The underground “tombs” of Paris were something I had never seen before. An overwhelming number of bones, bodies, abandoned souls laid to rest in bizarre patterns and stacked high to the roof of the cave. All once people, walking and breathing the same air. I should have purchased a guide audio to listen too throughout the cave but it was an extra 4 Euro to listen to the history as you walked and I figured I could just look it up online later.
But it was intense, a city of bones and it was dark and dripping, some skulls even had frost on their structures. Who were all these people? I met an older guy in queue who had lived all over the world and now settled in Paris for the past year because he was staying at a monastery and naturally I was immediately intrigued. We began talking about spirituality. the mind and how we are all connected to everything that exists in one way or another.

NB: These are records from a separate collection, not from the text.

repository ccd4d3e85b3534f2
pub mod branch_name;

pub const INVALID_BRANCH_NAME_REGEX: &str =
    r"^\.|\/\.|\.\.|^\/|\/$|\.lock$|@\{|[\x00-\x20\*:\?\[\\~\^\x7f]";
//! Git object identifier (SHA-1 hash)
//!
//! Object IDs are 40-character hexadecimal strings representing SHA-1 hashes.
//! For commits the hash covers the parent hashes too, which is what keeps the
//! reachable commit graph acyclic.
//!
//! ## Storage
//!
//! Loose objects are stored in `.git/objects/<first-2-chars>/<remaining-38-chars>`

use crate::artifacts::objects::OBJECT_ID_LENGTH;
use std::path::PathBuf;

/// Git object identifier (SHA-1 hash)
///
/// A 40-character hexadecimal string that uniquely identifies an object.
/// Ordering is the lexicographic ordering of the hex string.
#[derive(Debug, Clone, PartialEq, Eq, Hash, Default, PartialOrd, Ord)]
pub struct ObjectId(String);

impl ObjectId {
    /// Parse and validate an object ID from a string
    ///
    /// # Arguments
    ///
    /// * `id` - 40-character hexadecimal string
    ///
    /// # Returns
    ///
    /// Validated ObjectId or error if invalid length/characters
    pub fn try_parse(id: String) -> anyhow::Result<Self> {
        if id.len() != OBJECT_ID_LENGTH {
            return Err(anyhow::anyhow!("Invalid object ID length: {}", id.len()));
        }
        if !id.chars().all(|c| c.is_ascii_hexdigit()) {
            return Err(anyhow::anyhow!("Invalid object ID characters: {}", id));
        }
        Ok(Self(id))
    }

    /// Convert to file system path for object storage
    ///
    /// Splits the hash as `XX/YYYYYY...` where XX is the first 2 chars.
    /// For example, `abc123...` becomes `ab/c123...`
    pub fn to_path(&self) -> PathBuf {
        let (dir, file) = self.0.split_at(2);
        PathBuf::from(dir).join(file)
    }

    /// First 7 characters of the hash (standard Git abbreviation)
    pub fn to_short_oid(&self) -> String {
        self.0.split_at(7).0.to_string()
    }
}

impl AsRef<str> for ObjectId {
    fn as_ref(&self) -> &str {
        &self.0
    }
}

impl std::fmt::Display for ObjectId {
    fn fmt(&self, f: &mut std::fmt::Formatter<'_>) -> std::fmt::Result {
        write!(f, "{}", self.0)
    }
}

How wonderful it must be to go on such a spiritual journey of self discovery. I would love to do that one day rather then just practice yoga, read mind and soul books and meditate, but to actually visit a place of spiritual practice and learn from masters of the creft. What a privilege and honour that would be. Perhaps if I travel to Thailand or India someday. I’d really like that.

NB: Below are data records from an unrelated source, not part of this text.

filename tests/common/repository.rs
use assert_fs::TempDir;
use derive_new::new;
use fake::Fake;
use fake::faker::internet::en::FreeEmail;
use fake::faker::lorem::en::Sentence;
use fake::faker::name::en::Name;
use flate2::Compression;
use flate2::write::ZlibEncoder;
use sha1::{Digest, Sha1};
use std::io::Write;
use std::path::{Path, PathBuf};

/// Hash of the empty tree, valid for every commit written by the fixture
const EMPTY_TREE_OID: &str = "4b825dc642cb6eb9a060e54bf8d69288fbee4904";

#[derive(Debug, Clone, new)]
struct RandomAuthor {
    name: String,
    email: String,
}

fn generate_random_author() -> RandomAuthor {
    let name = Name().fake::<String>().replace(" ", "_");
    let email = FreeEmail().fake::<String>();
    RandomAuthor::new(name, email)
}

/// A `.git` directory populated by hand with loose commit objects and branch refs
pub struct RepositoryFixture {
    dir: TempDir,
    timestamp: u64,
}

impl RepositoryFixture {
    pub fn init(dir: TempDir) -> Self {
        let git_dir = dir.path().join(".git");
        std::fs::create_dir_all(git_dir.join("objects")).expect("Failed to create objects dir");
        std::fs::create_dir_all(git_dir.join("refs").join("heads"))
            .expect("Failed to create refs dir");
        std::fs::write(git_dir.join("HEAD"), "ref: refs/heads/main\n")
            .expect("Failed to write HEAD");

        Self {
            dir,
            timestamp: 1_700_000_000,
        }
    }

    pub fn path(&self) -> &Path {
        self.dir.path()
    }

    fn git_path(&self) -> PathBuf {
        self.dir.path().join(".git")
    }

    /// Write a commit with the given parents and return its object ID
    pub fn commit(&mut self, parents: &[&str]) -> String {
        let body = self.commit_body(parents);
        let object = Self::frame_object(&body);
        let oid = format!("{:x}", Sha1::digest(&object));

        self.write_raw_object(&oid, &object);
        oid
    }

    /// Write a commit under an arbitrary object ID, bypassing content hashing
    pub fn commit_at(&mut self, oid: &str, parents: &[&str]) {
        let body = self.commit_body(parents);
        let object = Self::frame_object(&body);

        self.write_raw_object(oid, &object);
    }

    pub fn branch(&self, name: &str, oid: &str) {
        let ref_path = self.git_path().join("refs").join("heads").join(name);
        std::fs::create_dir_all(ref_path.parent().expect("ref path has a parent"))
            .expect("Failed to create ref dir");
        std::fs::write(ref_path, format!("{oid}\n")).expect("Failed to write ref");
    }

    pub fn remove_object(&self, oid: &str) {
        std::fs::remove_file(self.object_path(oid)).expect("Failed to remove object");
    }

    fn commit_body(&mut self, parents: &[&str]) -> String {
        let author = generate_random_author();
        self.timestamp += 60;

        let mut lines = vec![format!("tree {EMPTY_TREE_OID}")];
        for parent in parents {
            lines.push(format!("parent {parent}"));
        }
        lines.push(format!(
            "author {} <{}> {} +0000",
            author.name, author.email, self.timestamp
        ));
        lines.push(format!(
            "committer {} <{}> {} +0000",
            author.name, author.email, self.timestamp
        ));
        lines.push(String::new());
        lines.push(Sentence(3..8).fake::<String>());

        lines.join("\n") + "\n"
    }

    fn frame_object(body: &str) -> Vec<u8> {
        let mut object = format!("commit {}\0", body.len()).into_bytes();
        object.extend_from_slice(body.as_bytes());
        object
    }

    fn object_path(&self, oid: &str) -> PathBuf {
        self.git_path().join("objects").join(&oid[..2]).join(&oid[2..])
    }

    fn write_raw_object(&self, oid: &str, object: &[u8]) {
        let mut encoder = ZlibEncoder::new(Vec::new(), Compression::default());
        encoder.write_all(object).expect("Failed to compress object");
        let compressed = encoder.finish().expect("Failed to finish compression");

        let path = self.object_path(oid);
        std::fs::create_dir_all(path.parent().expect("object path has a parent"))
            .expect("Failed to create object dir");
        std::fs::write(path, compressed).expect("Failed to write object");
    }
}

Tomorrow I think I will travel out to the gardens of Paris to relax, write a few song ideas out and begin creating my plans for the future and my goals etc. But mainly just relax. I found myself today thinking about how wonderful it would be to have a lover/partner to share this experience with. I met an American couple today who just got engaged on the Eiffel Tower. Classic!

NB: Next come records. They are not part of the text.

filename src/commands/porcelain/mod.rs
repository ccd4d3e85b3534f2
//! Porcelain commands (user-facing operations)
//!
//! ## Commands
//!
//! - `topo_order`: Print every branch's history in topological order

pub mod topo_order;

But I find myself feeling lonely at times now, that will probably change once I start travelling with Caitlan, maybe. But I’ve always felt this sense of loneliness, even when in a relationship. I miss being in love, I remember the wonderful feeling and I wish I could find someone again.. But at the same time it is lovely to go away by myself and experience this trip on my own at my own pace. Maybe I should mingle in the bar tonight and chat with more people. But small talk isn’t for me. I miss my ‘casual’ conversations with Georgia. She’s on the same wave length as me when it comes to discussing and analyzing music, movies, TV shows, lyrics, art… Why they wrote that, what they were thinking when they created that, why they created that. She’s the only person I’ve met that I can stay up with till 5am discussing why Metallica wrote Nothing Else Matters or how Jared Leto can be both a successful actor and rock-star. Or why Katy Perry is so inspirational with her struggle to be somebody.